How to protect my house which is given as the bank guarantee?

by Shivendra Pratap Singh | Dec 20, 2021 | Civil Matters

How to protect my house which is given as the bank guarantee? My father-in-law signed as a guarantor for a loan (to an unknown person from a loan shark). He put home papers as collateral (but the house is on mother-in-laws name, not father-in-law). My mother-in-law expired last year. My wife is the only child. What is liability towards such a loan?

That guarantee was void ab initio. Your father in law had no right in that property. The said property was the self acquired property of your mother in law. Property papers prima facie prove the right of your mother in law. Hence, your father in law had no right to alienate or transfer that property in the lifetime of your mother in law.

Since your mother in law was alive at the time when the house was presented as a bank guarantee. Therefore, your father in law had no right to present that property as collateral for the loan. A guarantor who is not the owner of the property cannot keep it as a collateral for the loan. In this scenario you should file a civil suit for declaration of your right and cancellation of collateral.   

After the death of your mother in law her daughter and husband became entitled to inherit that property. Both have equal share in that property. But so far collateral is concerned, it is void from the beginning. Hence, the bank cannot claim that the bank guarantee is legally valid. 

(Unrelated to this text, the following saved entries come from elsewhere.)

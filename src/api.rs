//! Client side of the generation API.
//!
//! [`GenerationApi`] is the seam the controllers talk through. [`HttpApi`]
//! implements it over reqwest; requests can be observed and rewritten with
//! [`HttpApi::on_request`], which is how tests stub endpoints without a
//! server.

use crate::error::{Error, Result};
use crate::models::{GenerateResponse, GenerationRequest, ModelsResponse, StorageInfo};
use crate::PageConfig;
use async_trait::async_trait;
use reqwest::header::{HeaderMap, HeaderName, HeaderValue};
use reqwest::{Client, Method};
use serde::de::DeserializeOwned;
use std::collections::HashMap;
use std::sync::atomic::{AtomicU64, Ordering};
use std::sync::{Arc, RwLock};
use std::time::Duration;
use url::Url;

pub const MODELS_PATH: &str = "/api/models";
pub const GENERATE_PATH: &str = "/api/generate";
pub const STORAGE_INFO_PATH: &str = "/api/storage-info";
pub const GALLERY_PATH: &str = "/gallery";

/// Endpoints the page controllers depend on
#[async_trait]
pub trait GenerationApi: Send + Sync {
    /// `GET /api/models`
    async fn list_models(&self) -> Result<ModelsResponse>;

    /// `POST /api/generate`. Structured failures come back as `Ok` with
    /// `success == false`; only transport problems are `Err`.
    async fn generate(&self, request: &GenerationRequest) -> Result<GenerateResponse>;

    /// `GET /api/storage-info`
    async fn storage_info(&self) -> Result<StorageInfo>;
}

/// Information about an outgoing request
#[derive(Debug, Clone)]
pub struct RequestInfo {
    /// Monotonic id, unique per client
    pub request_id: String,
    /// Absolute request url
    pub url: String,
    /// HTTP method
    pub method: String,
    /// Request body, if any
    pub body: Option<Vec<u8>>,
    /// Headers
    pub headers: HashMap<String, String>,
}

/// What to do with a request observed by an `on_request` handler
#[derive(Debug, Clone)]
pub enum RequestAction {
    /// Let the request proceed normally
    Continue,

    /// Fail the request as if the network had
    Fail { error_reason: String },

    /// Answer the request without touching the network
    Fulfill {
        /// HTTP status code
        status: u16,
        /// Response headers
        headers: HashMap<String, String>,
        /// Response body bytes
        body: Vec<u8>,
    },
}

impl RequestAction {
    /// Fulfill with a JSON body and status 200
    pub fn json(value: &serde_json::Value) -> Self {
        let mut headers = HashMap::new();
        headers.insert("Content-Type".to_string(), "application/json".to_string());
        RequestAction::Fulfill {
            status: 200,
            headers,
            body: value.to_string().into_bytes(),
        }
    }
}

type OnRequestHandler = Arc<dyn Fn(&RequestInfo) -> RequestAction + Send + Sync>;

/// A response as seen by the page: status and body bytes
#[derive(Debug, Clone)]
pub struct RawResponse {
    pub status: u16,
    pub body: Vec<u8>,
}

/// reqwest-backed [`GenerationApi`]
#[derive(Clone)]
pub struct HttpApi {
    client: Client,
    base: Url,
    next_id: Arc<AtomicU64>,
    on_request: Arc<RwLock<Option<OnRequestHandler>>>,
}

impl HttpApi {
    pub fn new(config: &PageConfig) -> Result<Self> {
        let base = Url::parse(&config.base_url)?;

        let mut headers = HeaderMap::new();
        for (k, v) in &config.headers {
            let name = HeaderName::from_bytes(k.as_bytes())
                .map_err(|e| Error::ConfigError(format!("header name {}: {}", k, e)))?;
            let value = HeaderValue::from_str(v)
                .map_err(|e| Error::ConfigError(format!("header value for {}: {}", k, e)))?;
            headers.insert(name, value);
        }

        let mut builder = Client::builder()
            .user_agent(config.user_agent.clone())
            .default_headers(headers);
        if let Some(ms) = config.timeout_ms {
            builder = builder.timeout(Duration::from_millis(ms));
        }
        let client = builder.build().map_err(|e| {
            Error::ConfigError(format!("Failed to build HTTP client: {}", e))
        })?;

        Ok(Self {
            client,
            base,
            next_id: Arc::new(AtomicU64::new(1)),
            on_request: Arc::new(RwLock::new(None)),
        })
    }

    pub fn base_url(&self) -> &Url {
        &self.base
    }

    /// Resolve a path or url against the base url
    pub fn resolve(&self, path: &str) -> Result<Url> {
        Ok(self.base.join(path)?)
    }

    /// Register a handler invoked before every request is sent
    pub fn on_request<F>(&self, cb: F)
    where
        F: Fn(&RequestInfo) -> RequestAction + Send + Sync + 'static,
    {
        if let Ok(mut slot) = self.on_request.write() {
            *slot = Some(Arc::new(cb));
        }
    }

    /// Remove a previously registered handler
    pub fn clear_on_request(&self) {
        if let Ok(mut slot) = self.on_request.write() {
            *slot = None;
        }
    }

    /// Send a request through the interception hook. HTTP error statuses are
    /// not errors here; the caller decides what a body means.
    pub async fn send(&self, method: Method, path: &str, body: Option<Vec<u8>>) -> Result<RawResponse> {
        let url = self.resolve(path)?;
        let id = self.next_id.fetch_add(1, Ordering::Relaxed);

        let handler = self.on_request.read().ok().and_then(|h| h.clone());
        if let Some(handler) = handler {
            let mut headers = HashMap::new();
            if body.is_some() {
                headers.insert("Content-Type".to_string(), "application/json".to_string());
            }
            let info = RequestInfo {
                request_id: id.to_string(),
                url: url.to_string(),
                method: method.to_string(),
                body: body.clone(),
                headers,
            };
            match handler(&info) {
                RequestAction::Continue => {}
                RequestAction::Fail { error_reason } => {
                    log::debug!("request {} {} failed by handler: {}", method, url, error_reason);
                    return Err(Error::NetworkError(error_reason));
                }
                RequestAction::Fulfill { status, body, .. } => {
                    log::debug!("request {} {} fulfilled by handler ({})", method, url, status);
                    return Ok(RawResponse { status, body });
                }
            }
        }

        log::debug!("{} {}", method, url);
        let mut req = self.client.request(method, url);
        if let Some(b) = body {
            req = req
                .header(reqwest::header::CONTENT_TYPE, "application/json")
                .body(b);
        }
        let resp = req.send().await?;
        let status = resp.status().as_u16();
        let bytes = resp.bytes().await?;
        Ok(RawResponse {
            status,
            body: bytes.to_vec(),
        })
    }

    async fn get_json<T: DeserializeOwned>(&self, path: &str) -> Result<T> {
        let resp = self.send(Method::GET, path, None).await?;
        decode(path, &resp)
    }

    /// Fetch a page's markup, e.g. the server-rendered gallery
    pub async fn get_text(&self, path: &str) -> Result<String> {
        let resp = self.send(Method::GET, path, None).await?;
        if resp.status >= 400 {
            return Err(Error::NetworkError(format!("GET {} returned {}", path, resp.status)));
        }
        String::from_utf8(resp.body)
            .map_err(|e| Error::InvalidResponse(format!("{} is not UTF-8: {}", path, e)))
    }

    /// Fetch raw bytes, e.g. an image to save
    pub async fn get_bytes(&self, path: &str) -> Result<Vec<u8>> {
        let resp = self.send(Method::GET, path, None).await?;
        if resp.status >= 400 {
            return Err(Error::NetworkError(format!("GET {} returned {}", path, resp.status)));
        }
        Ok(resp.body)
    }
}

fn decode<T: DeserializeOwned>(path: &str, resp: &RawResponse) -> Result<T> {
    serde_json::from_slice(&resp.body).map_err(|e| {
        Error::InvalidResponse(format!("{} ({}): {}", path, resp.status, e))
    })
}

#[async_trait]
impl GenerationApi for HttpApi {
    async fn list_models(&self) -> Result<ModelsResponse> {
        self.get_json(MODELS_PATH).await
    }

    async fn generate(&self, request: &GenerationRequest) -> Result<GenerateResponse> {
        let body = serde_json::to_vec(request)
            .map_err(|e| Error::Other(format!("Failed to encode request: {}", e)))?;
        let resp = self.send(Method::POST, GENERATE_PATH, Some(body)).await?;
        decode(GENERATE_PATH, &resp)
    }

    async fn storage_info(&self) -> Result<StorageInfo> {
        self.get_json(STORAGE_INFO_PATH).await
    }
}

impl std::fmt::Debug for HttpApi {
    fn fmt(&self, f: &mut std::fmt::Formatter<'_>) -> std::fmt::Result {
        f.debug_struct("HttpApi").field("base", &self.base.as_str()).finish()
    }
}

#[cfg(test)]
mod tests {
    use super::*;
    use serde_json::json;

    fn api() -> HttpApi {
        HttpApi::new(&PageConfig {
            base_url: "http://127.0.0.1:9".into(),
            ..Default::default()
        })
        .unwrap()
    }

    #[tokio::test]
    async fn fulfilled_models_request_decodes() {
        let api = api();
        api.on_request(|req| {
            assert_eq!(req.method, "GET");
            assert!(req.url.ends_with("/api/models"));
            RequestAction::json(&json!({"data": [{"id": "img3", "tier": "free"}]}))
        });
        let models = api.list_models().await.unwrap();
        assert_eq!(models.data.len(), 1);
        assert_eq!(models.data[0].id, "img3");
    }

    #[tokio::test]
    async fn generate_posts_json_body() {
        let api = api();
        api.on_request(|req| {
            assert_eq!(req.method, "POST");
            let body: serde_json::Value = serde_json::from_slice(req.body.as_ref().unwrap()).unwrap();
            assert_eq!(body["prompt"], "a red fox");
            assert_eq!(body["quality"], "standard");
            RequestAction::json(&json!({"success": true, "images": [], "message": "ok"}))
        });
        let resp = api
            .generate(&GenerationRequest::new("a red fox", "m1"))
            .await
            .unwrap();
        assert!(resp.success);
    }

    #[tokio::test]
    async fn error_status_with_json_body_is_structured() {
        let api = api();
        api.on_request(|_| RequestAction::Fulfill {
            status: 500,
            headers: HashMap::new(),
            body: br#"{"error":"Failed to generate image"}"#.to_vec(),
        });
        let resp = api
            .generate(&GenerationRequest::new("fox", "m1"))
            .await
            .unwrap();
        assert!(!resp.success);
        assert_eq!(resp.error.as_deref(), Some("Failed to generate image"));
    }

    #[tokio::test]
    async fn non_json_body_is_invalid_response() {
        let api = api();
        api.on_request(|_| RequestAction::Fulfill {
            status: 502,
            headers: HashMap::new(),
            body: b"<html>Bad Gateway</html>".to_vec(),
        });
        let err = api.list_models().await.unwrap_err();
        assert!(matches!(err, Error::InvalidResponse(_)));
    }

    #[tokio::test]
    async fn failed_request_is_network_error() {
        let api = api();
        api.on_request(|_| RequestAction::Fail {
            error_reason: "net::ERR_CONNECTION_REFUSED".into(),
        });
        let err = api.storage_info().await.unwrap_err();
        assert!(matches!(err, Error::NetworkError(_)));
    }

    #[test]
    fn resolve_relative_paths() {
        let api = api();
        assert_eq!(
            api.resolve("/media/1.png").unwrap().as_str(),
            "http://127.0.0.1:9/media/1.png"
        );
    }

    #[test]
    fn bad_base_url_is_config_error() {
        let err = HttpApi::new(&PageConfig {
            base_url: "not a url".into(),
            ..Default::default()
        })
        .unwrap_err();
        assert!(matches!(err, Error::ConfigError(_)));
    }
}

Bank guarantee is void ab initio

According to Section 6 of the Transfer of Property Act, a person cannot claim a right in property in which he has only spes successionis. In devoid of title or right in the property the guarantee is void. Spes successionis means a chance of succession. It states about the mere possibility that a person may have the property in succession after the death of the current owner. 

If your mother in law might have made a testamentary will or gifted that property to her daughter, then your father in law would have no right in the property. Hence, there was a doubt towards the guarantor’s ownership in the property when it was submitted as a collateral. 

However, after the death of your mother in law your father in law became 50% shareholder in that property. But in such a situation the bank guarantee is void ab initio. When the bank guarantee is void from the beginning then the bank cannot claim that guarantee is valid because the guarantor, afterward, got 50% share in the property.

File a civil suit

Your wife accrued 50% share in that property. Since that property has been given as bank guarantee hence, she should immediately file a declaratory suit under Section 34 of the Specific Relief Act. The court shall declarate her right in the property because she is the legal heir of the deceased owner. 

So far as bank guarantee is concerned, she should claim cancellation of collateral because that guarantee is void ab initio. She can claim both rights in the same civil suit. Make the bank as a necessary party.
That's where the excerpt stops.